Bad Nanny (The Bad Nanny Trilogy #1)

“You got most of my instructions over the phone, but I also left a list.” Mercedes points at the sofa table to something that looks more like a dossier than a list. I can feel my shirt sticking to my back with sweat, but I can guarantee it's not the weather. As usual, our sweet little hometown of Eureka, California is sixty-five degrees and cloudy. It's also sixty-five degrees and cloudy the other 364 days of the year, so I'm not surprised. “We can talk more about logistics on the way to the airport.”


“Fantastic,” I say, setting my bag down near the stairs. Well, I try to anyway. My brother's duplex is so small, that I kind of have to balance the bag on my own foot. “No school today?”

School.

Preschool and 2nd grade.

My two favorite things right now.

“We didn't have time to get them ready.”

Mercedes breezes over to a car seat that's sitting on the floor and lifts it up, handing it to me before I can protest. Inside is an alien creature of some sort, some weird ugly wrinkly thing they call a baby. I look down at it—at her—and try to smile.

The kid starts to scream.

“I hate you!” Kinzie screeches, sobbing and thrashing around on the couch. “I hate him!”

She points her finger at me and I bare my teeth, sending her into another fit of hysterics.

I can feel my heart pounding in my chest. I can't do this. I'm terrified. I'm so fucking terrified right now. I suck it up and take a deep breath.

“I kind of need to get my cat out of the car,” I say as Mercedes brushes past me, her wild curls slapping me in the face as she starts up the stairs again. The energy in this house is just … wow. I'm used to slow, lazy days in my condo, the constant gentle hum of the air conditioner, the soft sighs of beautiful women. This right here is frantic and messy, like standing in the middle of a mosh pit at a really intense rock show. I'm already about halfway certain that I'm going to get elbowed in the face—metaphorically or otherwise.

“Make sure you leave the cat downstairs,” Mercedes calls out. “The chihuahuas are up here in the bathroom.”

Fuck.

“What freaking chihuahuas?” I ask as my brother returns to the front door to grab his wife's suitcase. “You never said anything about chihuahuas. This was a kid sitting thing, not a dog sitting thing. I don't do dogs. Especially not little ones.”

“You like cats, right? Chihuahuas are basically cats.”

My brother glares at me, his red hair and beard giving him that sort of 'lumberjack' look that companies always put on the labels of syrup and pancakes and whatever. I miss Las Vegas. There are no fucking lumberjacks in Las Vegas. Hell, there aren't even any trees.

“Chihuahuas are not cats, Rob. Chihuahuas are smelly, annoying, ugly, yipping rat creatures. And it kind of freaks me out that you're just saying chihuahuas in the plural. How many of them do you have?”

“We have three,” Kinzie states proudly, apparently over her temper tantrum in some sort of miraculous mood shift. I'm confused. Ten seconds ago she was shouting that she hated me, and now she's sniffling and smiling and staring at me with squinty eyes. “Can I see your cat?”

“Um, sure.”

I don't know what to do with the baby, so I follow my brother outside and try to hand the car seat over. Thankfully, he takes it and starts strapping the kid in.

“Pay attention, so you know how to do this,” he barks, and I have to really clench my teeth to keep from screaming. When I said I hadn't slept in days, I meant it. Tack on a fourteen hour drive to the end of that? Not to mention the fact that I was so stressed-out I couldn't even get off before I left. Now I have blue balls, an aching back from the shitty seat in my car, and a pounding headache. I can't have my brother bossing me around right now. I dealt with that for years, and it's not gonna fly.

“I think I can figure out a fucking baby seat,” I snap and Kinzie gasps. Rob turns a look on me like I've never seen, nostrils flared and green eyes wide.

“Don't you dare use that language in front of my kids,” he snaps, waving his hand dismissively. “And don't just stand there.
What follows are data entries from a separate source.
use super::{PcbId, State};
use std::collections::VecDeque;
use thiserror::Error as ThisError;

/// The list a connection block is registered on.
#[derive(Debug, Clone, Copy, PartialEq, Eq, Hash)]
pub enum PcbList {
    Listen,
    Active,
    TimeWait,
}

/// The three lists partitioning every live connection block by state.
///
/// The registry does not look at states when registering; callers pick the
/// list that matches. [`Registry::check`] verifies that they did.
#[derive(Debug, Default, Clone)]
pub struct Registry {
    listen: VecDeque<PcbId>,
    active: VecDeque<PcbId>,
    time_wait: VecDeque<PcbId>,
}

impl Registry {
    pub fn new() -> Self {
        Self::default()
    }

    /// Puts `id` at the head of `list`.
    pub fn register(&mut self, list: PcbList, id: PcbId) {
        self.list_mut(list).push_front(id);
    }

    /// Takes `id` off whichever list holds it. Removing a block that is on no
    /// list does nothing.
    pub fn remove(&mut self, id: PcbId) -> Option<PcbList> {
        for list in [PcbList::Active, PcbList::TimeWait, PcbList::Listen] {
            let members = self.list_mut(list);
            if let Some(i) = members.iter().position(|&member| member == id) {
                members.remove(i);
                return Some(list);
            }
        }
        None
    }

    /// The list `id` is on, if any.
    pub fn which(&self, id: PcbId) -> Option<PcbList> {
        [PcbList::Active, PcbList::TimeWait, PcbList::Listen]
            .into_iter()
            .find(|&list| self.list(list).contains(&id))
    }

    /// The members of `list`, most recently registered first.
    pub fn iter(&self, list: PcbList) -> impl Iterator<Item = PcbId> + '_ {
        self.list(list).iter().copied()
    }

    /// A copy of the members of `list`, for walking it while the stack
    /// changes underneath.
    pub fn snapshot(&self, list: PcbList) -> Vec<PcbId> {
        self.iter(list).collect()
    }

    pub fn len(&self, list: PcbList) -> usize {
        self.list(list).len()
    }

    /// Verifies that no block is on two lists or twice on one, that every
    /// registered block exists and that the listen and time-wait lists only
    /// hold blocks in the matching state. `state` reports the current state
    /// of a block, or `None` for one that does not exist.
    pub fn check(&self, state: impl Fn(PcbId) -> Option<State>) -> Result<(), RegistryError> {
        let mut seen = Vec::new();
        for list in [PcbList::Listen, PcbList::Active, PcbList::TimeWait] {
            for id in self.iter(list) {
                if seen.contains(&id) {
                    return Err(RegistryError::Duplicate(id));
                }
                seen.push(id);
                let state = state(id).ok_or(RegistryError::Dangling(id))?;
                let fits = match list {
                    PcbList::Listen => state == State::Listen,
                    PcbList::TimeWait => state == State::TimeWait,
                    PcbList::Active => !matches!(
                        state,
                        State::Closed | State::Listen | State::TimeWait
                    ),
                };
                if !fits {
                    return Err(RegistryError::WrongList { id, list, state });
                }
            }
        }
        Ok(())
    }

    fn list(&self, list: PcbList) -> &VecDeque<PcbId> {
        match list {
            PcbList::Listen => &self.listen,
            PcbList::Active => &self.active,
            PcbList::TimeWait => &self.time_wait,
        }
    }

    fn list_mut(&mut self, list: PcbList) -> &mut VecDeque<PcbId> {
        match list {
            PcbList::Listen => &mut self.listen,
            PcbList::Active => &mut self.active,
            PcbList::TimeWait => &mut self.time_wait,
        }
    }
}

/// A broken registry invariant.
#[derive(Debug, ThisError, Clone, Copy, PartialEq, Eq)]
pub enum RegistryError {
    #[error("{0} is registered more than once")]
    Duplicate(PcbId),
    #[error("{0} is registered but does not exist")]
    Dangling(PcbId),
    #[error("{0} is live but on no list")]
    Unlisted(PcbId),
    #[error("{id} is on the {list:?} list in state {state}")]
    WrongList {
        id: PcbId,
        list: PcbList,
        state: State,
    },
}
Do something productive.”

I flip him off behind his back and Kinzie gasps again. Holy mother of fucking shit. I'm not going to make it two days here, let alone two freaking weeks. Yeah, two weeks. Two weeks. Why, how, I got roped into this, I can't even remember. It's been a long drive.

Did you know that cats make shitty passengers on long road trips? Hubert yowled and screamed and attacked the bars on the cage. He even pissed on himself, despite the litter box I shoved into the kennel. Now I've got a hairless cat whose sweater is soaked in pee. Today really couldn't get any worse.

And then Mercedes wakes the twins up from their naps, just about at the same time I realize Kinzie has disappeared.

Ten seconds later, a herd of freaking chihuahuas comes yowling and skittering down the stairs.

I wonder what my face looks like in that moment.

If someone were to try and interpret it, I think it'd be: please fucking end me.